В спектакле всё было важно, и всё делалось руками самих детей. Волнение перед первой генеральной репетицией было огромно, но когда репетиция началась, всё встало по своим местам, так как надо было действовать, а значит, на посторонние переживания не было ни секунды времени. Каждый точно знал свой рисунок и логику поведения и с огромным вниманием и ответственностью относился к тому, что делает, будь он сказитель, рыбка, море, боярин или просто осветитель сцены.
Да, очень хорошо и с большой верой в предлагаемые обстоятельства играли ребята! И когда показали спектакль зрителям, он имел огромный успех. Зрителям-детям этот спектакль нравился потому, что он напоминал им любую игру, в которую обычно играют дети, – «в доктора», «в зверей», «в войну», «в сказку», «в разбойников». Нравился ещё и потому, что ни одного слова из сказки не пропадало. А дети очень обижаются, когда на сцене «пробалтывают» текст, так как каждый из них знает эту сказку и любит какие-то свои места. И поэтому он очень внимателен к тексту и ждёт, когда наступит тот момент, который особо впечатлил его при чтении сказки.
Любили этот спектакль ещё и потому, что его играли такие же дети, как и сидевшие в зале. Поэтому зрители чувствовали себя единым целым вместе с героями представления.
Взрослые получали удовольствие от того серьёза, с каким ребята работали, от фантазии режиссёра, от рисунка всего спектакля и от его вдохновенной атмосферы.
Это была победа студии, и прежде всего потому, что была проделана большая педагогическая работа.
Было ясно, что вложен огромный труд. Мы много раз играли в студии этот спектакль, и каждый раз Александр Александрович находил ошибки. Его любимое «вообще-то хорошо, но…» мы всегда ждали с трепетом – что же последует за этим «но»? Он никогда не обижал, никогда не утрировал, если кто-нибудь сделал не то, он просто объяснял и вместе с нами находил причину, почему это могло произойти. Виновник сам всегда был счастлив, если первый понимал, почему он сделал неправильное ударение или пошёл не в ту сторону, и так далее. Надо было найти, что явилось побудителем неверного поведения. Всё перебиралось по порядку. Таким образом Александр Александрович приучал ребят самим разбираться в своих ошибках и уметь их исправлять. Ребёнок никогда не был оскорблён, а наоборот, уходил победителем, найдя или поняв, в чём суть его ошибки.

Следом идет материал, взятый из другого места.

//! Include resolution: parses a root file and, transitively, every file it
//! includes, attaching each parsed journal to its `include` pragma.

use crate::ast::{IncludePragma, Journal, Node, Pragma};
use crate::error::{Error, Result};
use crate::parser::{JournalParser, LedgerParser};
use crate::transformer::transform_journal;
use crate::visitor::{Control, NodeVisitor, TraverserContext};

use std::future::Future;
use std::path::{Component, Path, PathBuf};
use std::pin::Pin;
use std::sync::Arc;
use tokio::task::JoinSet;
use tracing::debug;

/// How single-file parses are run.
#[derive(Clone, Copy, Debug, Default, PartialEq, Eq)]
pub enum ExecutionStrategy {
    /// On the task that asked for the file.
    Inline,
    /// On tokio's blocking pool, keeping the async workers free.
    #[default]
    Offloaded,
}

#[derive(Clone)]
pub struct Resolver {
    parser: Arc<dyn JournalParser>,
    strategy: ExecutionStrategy,
}

impl Default for Resolver {
    fn default() -> Self {
        Resolver::new(Arc::new(LedgerParser))
    }
}

impl std::fmt::Debug for Resolver {
    fn fmt(&self, f: &mut std::fmt::Formatter<'_>) -> std::fmt::Result {
        f.debug_struct("Resolver")
            .field("strategy", &self.strategy)
            .finish_non_exhaustive()
    }
}

#[derive(Default)]
pub struct ResolverBuilder {
    parser: Option<Arc<dyn JournalParser>>,
    strategy: ExecutionStrategy,
}

impl ResolverBuilder {
    pub fn parser(mut self, parser: impl JournalParser + 'static) -> Self {
        self.parser = Some(Arc::new(parser));
        self
    }

    pub fn strategy(mut self, strategy: ExecutionStrategy) -> Self {
        self.strategy = strategy;
        self
    }

    pub fn build(self) -> Resolver {
        Resolver {
            parser: self.parser.unwrap_or_else(|| Arc::new(LedgerParser)),
            strategy: self.strategy,
        }
    }
}

type Resolution = Pin<Box<dyn Future<Output = Result<Journal>> + Send>>;

impl Resolver {
    pub fn new(parser: Arc<dyn JournalParser>) -> Self {
        Resolver {
            parser,
            strategy: ExecutionStrategy::default(),
        }
    }

    pub fn builder() -> ResolverBuilder {
        ResolverBuilder::default()
    }

    pub fn strategy(&self) -> ExecutionStrategy {
        self.strategy
    }

    /// Parses `root` and every file it includes. Sibling includes are
    /// resolved concurrently; the first failure fails the whole resolution.
    pub async fn resolve(&self, root: impl AsRef<Path>) -> Result<Journal> {
        let root = normalise(root.as_ref());
        resolve_file(self.clone(), root, Arc::new(Vec::new())).await
    }

    /// Parses `root` alone. Its include pragmas stay unresolved.
    pub async fn resolve_without_includes(&self, root: impl AsRef<Path>) -> Result<Journal> {
        self.parse(normalise(root.as_ref())).await
    }

    /// [`Resolver::resolve`] for synchronous callers. Fails with
    /// [`Error::InvalidState`] when called from inside a tokio runtime.
    pub fn resolve_blocking(&self, root: impl AsRef<Path>) -> Result<Journal> {
        runtime()?.block_on(self.resolve(root))
    }

    pub fn resolve_without_includes_blocking(&self, root: impl AsRef<Path>) -> Result<Journal> {
        runtime()?.block_on(self.resolve_without_includes(root))
    }

    async fn parse(&self, path: PathBuf) -> Result<Journal> {
        match self.strategy {
            ExecutionStrategy::Inline => self.parser.parse_journal(&path),
            ExecutionStrategy::Offloaded => {
                let parser = Arc::clone(&self.parser);
                tokio::task::spawn_blocking(move || parser.parse_journal(&path)).await?
            }
        }
    }
}

/// Private runtime for the blocking entry points. Blocking on it from a
/// runtime thread would panic, so that case is refused.
fn runtime() -> Result<tokio::runtime::Runtime> {
    if tokio::runtime::Handle::try_current().is_ok() {
        return Err(Error::InvalidState(
            "blocking resolution called from inside a tokio runtime, use `resolve` instead".into(),
        ));
    }
    tokio::runtime::Builder::new_multi_thread()
        .enable_all()
        .build()
        .map_err(|err| {
            Error::InvalidState(format!("cannot start the resolution runtime: {}", err))
        })
}

/// `chain` lists the files whose resolution is waiting on this one.
fn resolve_file(resolver: Resolver, path: PathBuf, chain: Arc<Vec<PathBuf>>) -> Resolution {
    Box::pin(async move {
        if chain.contains(&path) {
            let mut chain = chain.to_vec();
            chain.push(path);
            return Err(Error::IncludeCycle { chain });
        }

        let journal = resolver.parse(path.clone()).await?;
        let targets: Vec<String> = journal
            .include_pragmas()
            .map(|pragma| pragma.filename().to_string())
            .collect();
        if targets.is_empty() {
            return Ok(journal);
        }

        let dir = path.parent().map(Path::to_path_buf).unwrap_or_default();
        debug!(file = %path.display(), includes = targets.len(), "resolving includes");

        let mut chain = chain.to_vec();
        chain.push(path);
        let chain = Arc::new(chain);

        let mut join_set: JoinSet<(usize, Result<Journal>)> = JoinSet::new();
        for (index, filename) in targets.iter().enumerate() {
            let target = normalise(&dir.join(filename));
            let resolver = resolver.clone();
            let chain = Arc::clone(&chain);
            join_set.spawn(async move { (index, resolve_file(resolver, target, chain).await) });
        }

        let mut resolved: Vec<Option<Arc<Journal>>> = vec![None; targets.len()];
        while let Some(joined) = join_set.join_next().await {
            // Returning early drops the set, which aborts the siblings still running.
            let (index, result) = joined?;
            resolved[index] = Some(Arc::new(result?));
        }

        transform_journal(journal, &mut AttachIncludes { resolved, next: 0 })
    })
}

/// Hands the n-th resolved journal to the n-th top level include pragma.
struct AttachIncludes {
    resolved: Vec<Option<Arc<Journal>>>,
    next: usize,
}

impl NodeVisitor for AttachIncludes {
    fn visit_include(
        &mut self,
        pragma: &IncludePragma,
        context: &TraverserContext<'_>,
    ) -> Control {
        if !context.is_top_level() {
            return Control::Continue;
        }
        let nested = self.resolved.get_mut(self.next).and_then(Option::take);
        self.next += 1;

        match nested {
            Some(journal) => {
                let pragma = pragma.transform(|draft| draft.journal = Some(journal));
                Control::Replace(Node::Declaration(Pragma::Include(pragma).into()))
            }
            None => Control::Continue,
        }
    }
}

/// Removes `.` and folds `..` without touching the file system.
pub fn normalise(path: &Path) -> PathBuf {
    let mut out = PathBuf::new();
    for component in path.components() {
        match component {
            Component::CurDir => {}
            Component::ParentDir => match out.components().next_back() {
                Some(Component::Normal(_)) => {
                    out.pop();
                }
                Some(Component::RootDir) | Some(Component::Prefix(_)) => {}
                _ => out.push(".."),
            },
            other => out.push(other.as_os_str()),
        }
    }
    if out.as_os_str().is_empty() {
        out.push(".");
    }
    out
}

#[cfg(test)]
mod tests {
    use super::*;
    use crate::ast::{Directive, JournalDeclaration};
    use crate::parser::parse_str;
    use anyhow::{anyhow, Result};
    use std::collections::HashMap;
    use std::fs;
    use std::sync::atomic::{AtomicUsize, Ordering};

    fn write(dir: &Path, name: &str, content: &str) -> Result<PathBuf> {
        let path = dir.join(name);
        if let Some(parent) = path.parent() {
            fs::create_dir_all(parent)?;
        }
        fs::write(&path, content)?;
        Ok(path)
    }

    fn nested<'a>(journal: &'a Journal, filename: &str) -> Result<&'a Journal> {
        journal
            .include_pragmas()
            .find(|pragma| pragma.filename() == filename)
            .and_then(IncludePragma::journal)
            .map(|journal| &**journal)
            .ok_or(anyhow!("{} is not resolved", filename))
    }

    /// Serves files from memory and counts parses.
    struct MemoryParser {
        files: HashMap<PathBuf, String>,
        parses: Arc<AtomicUsize>,
    }

    impl JournalParser for MemoryParser {
        fn parse_journal(&self, path: &Path) -> crate::error::Result<Journal> {
            self.parses.fetch_add(1, Ordering::SeqCst);
            let input = self.files.get(path).ok_or_else(|| Error::Io {
                path: path.to_path_buf(),
                source: std::io::Error::from(std::io::ErrorKind::NotFound),
            })?;
            parse_str(input, Some(path))
        }
    }

    #[tokio::test]
    async fn resolve_nested_includes() -> Result<()> {
        let dir = tempfile::tempdir()?;
        let root = write(dir.path(), "main.bean", "include \"sub/a.bean\"\n")?;
        write(dir.path(), "sub/a.bean", "include \"../b.bean\"\n")?;
        write(dir.path(), "b.bean", "2021-01-01 close Assets:Cash\n")?;

        let journal = Resolver::default().resolve(&root).await?;
        let a = nested(&journal, "sub/a.bean")?;
        let b = nested(a, "../b.bean")?;

        assert_eq!(b.len(), 1);
        assert!(matches!(b.directives().next(), Some(Directive::Close(_))));
        assert_eq!(
            b.location().file(),
            Some(normalise(&dir.path().join("b.bean")).as_path())
        );
        Ok(())
    }

    #[tokio::test]
    async fn failing_sibling_fails_resolution() -> Result<()> {
        let dir = tempfile::tempdir()?;
        let root = write(
            dir.path(),
            "main.bean",
            "include \"a.bean\"\ninclude \"missing.bean\"\ninclude \"c.bean\"\n",
        )?;
        write(dir.path(), "a.bean", "2021-01-01 close Assets:A\n")?;
        write(dir.path(), "c.bean", "2021-01-01 close Assets:C\n")?;

        for strategy in [ExecutionStrategy::Inline, ExecutionStrategy::Offloaded] {
            let resolver = Resolver::builder().strategy(strategy).build();
            match resolver.resolve(&root).await {
                Err(Error::Io { path, .. }) => assert!(path.ends_with("missing.bean")),
                other => panic!("io error expected with {:?}, got {:?}", strategy, other),
            }
        }
        Ok(())
    }

    #[tokio::test]
    async fn syntax_error_in_include_fails_resolution() -> Result<()> {
        let dir = tempfile::tempdir()?;
        let root = write(dir.path(), "main.bean", "include \"bad.bean\"\n")?;
        write(dir.path(), "bad.bean", "2021-01-01 bogus\n")?;

        let err = Resolver::default().resolve(&root).await.err();
        assert!(matches!(err, Some(Error::Syntax { .. })));
        Ok(())
    }

    #[tokio::test]
    async fn cycle_is_reported_with_its_chain() -> Result<()> {
        let files = HashMap::from([
            (PathBuf::from("a.bean"), "include \"b.bean\"\n".to_string()),
            (PathBuf::from("b.bean"), "include \"./a.bean\"\n".to_string()),
        ]);
        let resolver = Resolver::builder()
            .parser(MemoryParser {
                files,
                parses: Arc::default(),
            })
            .strategy(ExecutionStrategy::Inline)
            .build();

        match resolver.resolve("a.bean").await {
            Err(Error::IncludeCycle { chain }) => assert_eq!(
                chain,
                vec![
                    PathBuf::from("a.bean"),
                    PathBuf::from("b.bean"),
                    PathBuf::from("a.bean")
                ]
            ),
            other => panic!("cycle expected, got {:?}", other),
        }
        Ok(())
    }

    #[tokio::test]
    async fn diamond_is_resolved_on_both_branches() -> Result<()> {
        let parses = Arc::new(AtomicUsize::new(0));
        let files = HashMap::from([
            (
                PathBuf::from("root.bean"),
                "include \"left.bean\"\ninclude \"right.bean\"\n".to_string(),
            ),
            (PathBuf::from("left.bean"), "include \"shared.bean\"\n".to_string()),
            (PathBuf::from("right.bean"), "include \"shared.bean\"\n".to_string()),
            (
                PathBuf::from("shared.bean"),
                "2021-01-01 commodity USD\n".to_string(),
            ),
        ]);

        for strategy in [ExecutionStrategy::Inline, ExecutionStrategy::Offloaded] {
            parses.store(0, Ordering::SeqCst);
            let resolver = Resolver::builder()
                .parser(MemoryParser {
                    files: files.clone(),
                    parses: Arc::clone(&parses),
                })
                .strategy(strategy)
                .build();

            let journal = resolver.resolve("root.bean").await?;
            assert!(nested(nested(&journal, "left.bean")?, "shared.bean")?.len() == 1);
            assert!(nested(nested(&journal, "right.bean")?, "shared.bean")?.len() == 1);
            assert_eq!(parses.load(Ordering::SeqCst), 5);
        }
        Ok(())
    }

    #[tokio::test]
    async fn without_includes_leaves_pragmas_unresolved() -> Result<()> {
        let dir = tempfile::tempdir()?;
        let root = write(dir.path(), "main.bean", "include \"nowhere.bean\"\n")?;

        let journal = Resolver::default().resolve_without_includes(&root).await?;
        let pragma = journal.include_pragmas().next().ok_or(anyhow!("include expected"))?;
        assert!(!pragma.is_resolved());
        Ok(())
    }

    #[tokio::test]
    async fn blocking_resolution_inside_runtime_is_refused() -> Result<()> {
        let dir = tempfile::tempdir()?;
        let root = write(dir.path(), "main.bean", "2021-01-01 close Assets:Cash\n")?;

        let resolver = Resolver::default();
        assert!(matches!(
            resolver.resolve_blocking(&root),
            Err(Error::InvalidState(_))
        ));
        assert!(matches!(
            resolver.resolve_without_includes_blocking(&root),
            Err(Error::InvalidState(_))
        ));
        assert_eq!(resolver.resolve(&root).await?.len(), 1);
        Ok(())
    }

    #[test]
    fn blocking_resolution() -> Result<()> {
        let dir = tempfile::tempdir()?;
        let root = write(dir.path(), "main.bean", "; top\ninclude \"a.bean\"\n")?;
        write(dir.path(), "a.bean", "option \"title\" \"x\"\n")?;

        let journal = Resolver::default().resolve_blocking(&root)?;
        assert!(matches!(
            journal.declarations()[0],
            JournalDeclaration::Comment(_)
        ));
        assert_eq!(nested(&journal, "a.bean")?.len(), 1);
        Ok(())
    }

    #[test]
    fn normalise_folds_dots() {
        assert_eq!(normalise(Path::new("a/./b/../c.bean")), PathBuf::from("a/c.bean"));
        assert_eq!(normalise(Path::new("../x/../y")), PathBuf::from("../y"));
        assert_eq!(normalise(Path::new("/../z")), PathBuf::from("/z"));
        assert_eq!(normalise(Path::new("./")), PathBuf::from("."));
    }
}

Помню, на одном из спектаклей произошёл такой конфуз. Ребята вместо приготовленной «тины» схватили «траву морскую» и выбросили её старику на берег. Когда «трава морская» уже лежала в сетях у ног старика, ребята увидели все сразу свою ошибку. И у всех разом вырвался непроизвольно общий крик ужаса! Публика ничего не поняла, но мальчик, игравший старика, схватил свои сети с «морской травой» и нырнул в море, то есть под ленты, изображавшие море. Старик делал движения, как будто он плыл, и потом исчезал на дне морском. Все ребята замерли, через секунду старик вынырнул с «морской тиной». Глаза всех участников спектакля с изумлением смотрели на старика, отважившегося на такой поступок. Мы долго не могли прийти в себя, и только когда старик встал на своё место, «сказители» в полной растерянности произнесли: «Пришёл невод с одною тиной».